That is, the volume of the proppant-lean substage and any carrier
substages can be larger or smaller than the volume of the proppant
and/or any mixed substages. Furthermore, the volumes and order of
injection of these substages can change over the duration of the
proppant stage. That is, proppant-rich substages pumped early in
the treatment can be of a smaller volume then a proppant-rich
substage pumped later in the treatment. The relative volume of the
substages can be selected by the engineer based on how much of the
surface area of the fracture it is desired to be supported by the
clusters of proppant, and how much of the fracture area is desired
as open channels through which formation fluids are free to flow.

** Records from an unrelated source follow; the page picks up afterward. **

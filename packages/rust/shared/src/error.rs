//! Error types for stackpages.
//!
//! Library crates use [`StackPagesError`] via `thiserror`.
//! The CLI wraps this with `color-eyre` for rich diagnostics.

use std::path::PathBuf;

/// Top-level error type for all stackpages operations.
#[derive(Debug, thiserror::Error)]
pub enum StackPagesError {
    /// Configuration loading or validation error.
    #[error("config error: {message}")]
    Config { message: String },

    /// Network/HTTP error outside of per-tool lookups (client construction etc.).
    #[error("network error: {0}")]
    Network(String),

    /// Content index or storage layer error.
    #[error("storage error: {0}")]
    Storage(String),

    /// A content index query failed. Fatal for page emission.
    #[error("query error: {0}")]
    Query(String),

    /// The host could not resolve a node that must exist (e.g. a markdown node's parent).
    #[error("node not found: {id}")]
    NodeNotFound { id: String },

    /// Two generated pages claim the same route.
    #[error("duplicate page route '{path}'")]
    DuplicateRoute { path: String },

    /// Filesystem I/O error.
    #[error("I/O error at {path:?}: {source}")]
    Io {
        path: PathBuf,
        source: std::io::Error,
    },

    /// Data validation error (duplicate stack paths, invalid field payloads, etc.).
    #[error("validation error: {message}")]
    Validation { message: String },
}

/// Convenience alias used throughout the codebase.
pub type Result<T> = std::result::Result<T, StackPagesError>;

impl StackPagesError {
    /// Create a config error from any displayable message.
    pub fn config(msg: impl Into<String>) -> Self {
        Self::Config {
            message: msg.into(),
        }
    }

    /// Create a validation error from any displayable message.
    pub fn validation(msg: impl Into<String>) -> Self {
        Self::Validation {
            message: msg.into(),
        }
    }

    /// Create a node-not-found error.
    pub fn node_not_found(id: impl Into<String>) -> Self {
        Self::NodeNotFound { id: id.into() }
    }

    /// Wrap a `std::io::Error` with a path for context.
    pub fn io(path: impl Into<PathBuf>, source: std::io::Error) -> Self {
        Self::Io {
            path: path.into(),
            source,
        }
    }
}
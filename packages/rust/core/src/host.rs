//! The two narrow views of the host framework the hooks need.
//!
//! Node tagging only resolves nodes and writes fields; page emission only
//! queries the index and registers pages. [`Storage`] implements both so the
//! CLI can run the hooks against the local content index.

use async_trait::async_trait;

use stackpages_shared::{ContentNode, NodeQuery, PageDescriptor, Result};
use stackpages_storage::Storage;

/// Host capabilities available while a node is being created.
#[async_trait]
pub trait NodeCreationContext: Send + Sync {
    /// Look up a node by id.
    async fn resolve_node(&self, id: &str) -> Result<Option<ContentNode>>;

    /// Write a field onto a node.
    async fn register_field(&self, node_id: &str, name: &str, value: serde_json::Value)
    -> Result<()>;
}

/// Host capabilities available while pages are being created.
#[async_trait]
pub trait PageBuildContext: Send + Sync {
    /// Run a filter query against the content index.
    async fn query_index(&self, query: &NodeQuery) -> Result<Vec<ContentNode>>;

    /// Ask the host to materialize a page.
    async fn register_page(&self, page: PageDescriptor) -> Result<()>;
}

#[async_trait]
impl NodeCreationContext for Storage {
    async fn resolve_node(&self, id: &str) -> Result<Option<ContentNode>> {
        self.get_node(id).await
    }

    async fn register_field(
        &self,
        node_id: &str,
        name: &str,
        value: serde_json::Value,
    ) -> Result<()> {
        self.set_field(node_id, name, &value).await
    }
}

#[async_trait]
impl PageBuildContext for Storage {
    async fn query_index(&self, query: &NodeQuery) -> Result<Vec<ContentNode>> {
        self.query_nodes(query).await
    }

    async fn register_page(&self, page: PageDescriptor) -> Result<()> {
        self.insert_page(&page).await
    }
}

In some embodiments, the non-degradable materials may be contained
in the proppant-rich substage, and the proppant-rich substage may
be alternated with a carrier substage. In other embodiments, the
non-degradable materials may be contained in a proppant-lean
substage that is alternated with proppant-rich substage. In some
embodiments, a degradable component may be included in a
proppant-lean substage that is alternated with a proppant-rich
substage (where a non-degradable component is present in either the
proppant-rich substage or the proppant-lean substage). In other
embodiments, a degradable component may be included in a
proppant-rich substage, and the proppant-rich substage may be
alternated with a proppant-lean substage or a carrier substage
(where a non-degradable component is present in either the
proppant-rich substage or the proppant-lean substage).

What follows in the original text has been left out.